Entries provided:
..............................

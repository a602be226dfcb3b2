//! Vote endpoints.

use std::collections::HashMap;

use axum::{Router, extract::State, routing::post};
use serde::Deserialize;
use stackit_common::AppResult;
use stackit_core::{VoteOutcome, VoteValue};
use stackit_db::entities::TargetKind;
use validator::Validate;

use crate::{extractors::{ApiJson, AuthUser}, middleware::AppState, response::ApiResponse};

/// Cast vote request.
#[derive(Debug, Deserialize, Validate)]
#[serde(rename_all = "camelCase")]
pub struct CastVoteRequest {
    pub target_kind: TargetKind,
    #[validate(length(min = 1, max = 32))]
    pub target_id: String,
    /// `1` or `-1`; anything else is rejected.
    pub value: i64,
}

/// Own votes lookup request.
#[derive(Debug, Deserialize, Validate)]
#[serde(rename_all = "camelCase")]
pub struct MyVotesRequest {
    pub target_kind: TargetKind,
    #[validate(length(max = 100))]
    pub target_ids: Vec<String>,
}

/// Cast, flip or retract a vote.
async fn cast(
    user: AuthUser,
    State(state): State<AppState>,
    ApiJson(req): ApiJson<CastVoteRequest>,
) -> AppResult<ApiResponse<VoteOutcome>> {
    req.validate()?;
    let value = VoteValue::try_from(req.value)?;

    let outcome = state
        .vote_service
        .cast_vote(&user.caller(), req.target_kind, &req.target_id, value)
        .await?;

    Ok(ApiResponse::ok(outcome))
}

/// The caller's votes on the given targets, keyed by target id.
async fn mine(
    AuthUser(user): AuthUser,
    State(state): State<AppState>,
    ApiJson(req): ApiJson<MyVotesRequest>,
) -> AppResult<ApiResponse<HashMap<String, i16>>> {
    req.validate()?;

    let votes = state
        .vote_service
        .user_votes(&user.id, req.target_kind, &req.target_ids)
        .await?;

    Ok(ApiResponse::ok(votes))
}

pub fn router() -> Router<AppState> {
    Router::new()
        .route("/cast", post(cast))
        .route("/mine", post(mine))
}
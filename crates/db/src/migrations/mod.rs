//! Database migrations.
//!
//! Schema migrations for the database.

#![allow(missing_docs)]

use sea_orm_migration::prelude::*;

mod m20250101_000001_create_user_table;
mod m20250101_000002_create_question_table;
mod m20250101_000003_create_answer_table;
mod m20250101_000004_create_tag_tables;
mod m20250101_000005_create_vote_table;
mod m20250101_000006_create_question_view_table;
mod m20250101_000007_create_notification_table;
mod m20250101_000008_create_report_table;

pub struct Migrator;

#[async_trait::async_trait]
impl MigratorTrait for Migrator {
    fn migrations() -> Vec<Box<dyn MigrationTrait>> {
        vec![
            Box::new(m20250101_000001_create_user_table::Migration),
            Box::new(m20250101_000002_create_question_table::Migration),
            Box::new(m20250101_000003_create_answer_table::Migration),
            Box::new(m20250101_000004_create_tag_tables::Migration),
            Box::new(m20250101_000005_create_vote_table::Migration),
            Box::new(m20250101_000006_create_question_view_table::Migration),
            Box::new(m20250101_000007_create_notification_table::Migration),
            Box::new(m20250101_000008_create_report_table::Migration),
        ]
    }
}
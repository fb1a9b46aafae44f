//! Conversions between character offsets in a block of text and
//! line/column positions.
//!
//! Offsets and columns produced here count `char`s. The host addresses
//! columns in bytes, so anything headed for the host goes through
//! [`char_to_byte_col`] first.

/// Line/column inside a block of text. Both are zero based and `col` counts
/// characters.
#[derive(Debug, Clone, Copy, PartialEq, Eq, Default)]
pub struct Position {
    pub line: usize,
    pub col: usize,
}

/// Map a character offset into `text` to a line/column. Offsets past the end
/// clamp to the end of the text.
pub fn offset_to_position(text: &str, offset: usize) -> Position {
    let mut position = Position::default();
    for ch in text.chars().take(offset) {
        if ch == '\n' {
            position.line += 1;
            position.col = 0;
        } else {
            position.col += 1;
        }
    }
    position
}

/// Inverse of [`offset_to_position`]. Columns past the end of their line
/// clamp to the line end.
pub fn position_to_offset(text: &str, position: Position) -> usize {
    let mut offset = 0;
    for (index, line) in text.split('\n').enumerate() {
        let len = line.chars().count();
        if index == position.line {
            return offset + position.col.min(len);
        }
        offset += len + 1;
    }
    text.chars().count()
}

/// Byte index of the `col`-th character of `line`, or the line length when
/// `col` is past the end.
pub fn char_to_byte_col(line: &str, col: usize) -> usize {
    line.char_indices()
        .nth(col)
        .map_or(line.len(), |(index, _)| index)
}

/// Number of characters that start before byte index `byte` in `line`.
pub fn byte_to_char_col(line: &str, byte: usize) -> usize {
    line.char_indices()
        .take_while(|(index, _)| *index < byte)
        .count()
}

..............................

Task to complete:
Above are some lines. Repeat exactly, and only, those from the line that has "#[derive(Debug, Clone, Copy, PartialEq, Eq, Default)]" through the line that has "position.col += 1;".

Exercise response:
#[derive(Debug, Clone, Copy, PartialEq, Eq, Default)]
pub struct Position {
    pub line: usize,
    pub col: usize,
}

/// Map a character offset into `text` to a line/column. Offsets past the end
/// clamp to the end of the text.
pub fn offset_to_position(text: &str, offset: usize) -> Position {
    let mut position = Position::default();
    for ch in text.chars().take(offset) {
        if ch == '\n' {
            position.line += 1;
            position.col = 0;
        } else {
            position.col += 1;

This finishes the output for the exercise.